I find this scenario much more appealing than the current view on WiFi, which conjures images of semi-andorids roaming the streets with laptops, datagloves and eye-piece monitors.

:
We could actually beat the BigCos at their own game. Peer to Peer would have real meaning, desktop applications could control the entire networking grid. With the speed of the forthcoming 802.11a (45Mb/s) It could even sell transit services to those guys who used to have a monopoly at the exchanges…… [Adam Curry: CurryDotCom]

The next wireless network won’t be what we think …
Imagine that these folks are on the right track … and that the next global wireless network is going to be one that is more distributed than ever imagined! The Internet is creating the foundation for truly immense, distributed solutions … and I believe that we are getting close on the wireless front …

Unified Registry of Public and Private 802.11b Access Points Demonstrated. Company attempts to provide consistent interface to usable database [allNetDevices Wireless News]

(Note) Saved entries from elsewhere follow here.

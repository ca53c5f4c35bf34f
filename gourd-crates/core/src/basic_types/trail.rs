use std::iter::Rev;
use std::vec::Drain;

use crate::gourd_asserts::gourd_assert_simple;

/// A stack of entries split into segments, one per world. Popping a world yields the entries which
/// were pushed in it, most recent first.
#[derive(Clone, Debug)]
pub(crate) struct Trail<T> {
    current_world: usize,
    /// At index i is the position where the i-th world ends (exclusive) on the trail.
    world_delimiter: Vec<usize>,
    trail: Vec<T>,
}

// Implemented by hand to avoid imposing Default on T.
impl<T> Default for Trail<T> {
    fn default() -> Self {
        Trail {
            current_world: Default::default(),
            world_delimiter: Default::default(),
            trail: Default::default(),
        }
    }
}

impl<T> Trail<T> {
    pub(crate) fn push_world(&mut self) {
        self.current_world += 1;
        self.world_delimiter.push(self.trail.len());
    }

    pub(crate) fn current_world(&self) -> usize {
        self.current_world
    }

    /// Drop back to `world`, returning the entries of all popped worlds in reverse order of
    /// insertion.
    pub(crate) fn restore_to(&mut self, world: usize) -> Rev<Drain<'_, T>> {
        gourd_assert_simple!(
            world < self.current_world,
            "cannot restore to world {world} from world {}",
            self.current_world
        );

        let new_trail_len = self.world_delimiter[world];

        self.current_world = world;
        self.world_delimiter.truncate(world);
        self.trail.drain(new_trail_len..).rev()
    }

    pub(crate) fn push(&mut self, elem: T) {
        self.trail.push(elem)
    }

    pub(crate) fn len(&self) -> usize {
        self.trail.len()
    }

    /// The entries of every world, oldest first.
    pub(crate) fn entries_mut(&mut self) -> std::slice::IterMut<'_, T> {
        self.trail.iter_mut()
    }
}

Early recognition of wireless possibility …
I was working with the early 802.11 gear from NetWave Wireless in 1998 … and it appears that a number of us recognized then what was going to occur. It’s funny … I’ve pushed Novell for years to use their directory technology to make this a reality … and I have not been able to communicate the opportunity to them!

The term parasitic grid or parasitic network appears to originate from a single British Telecomm (BT) researcher named Peter Cochrane. He wrote two interesting papers with great foresight: one from 1999 on the general idea, and another with more contemporary references in 2000.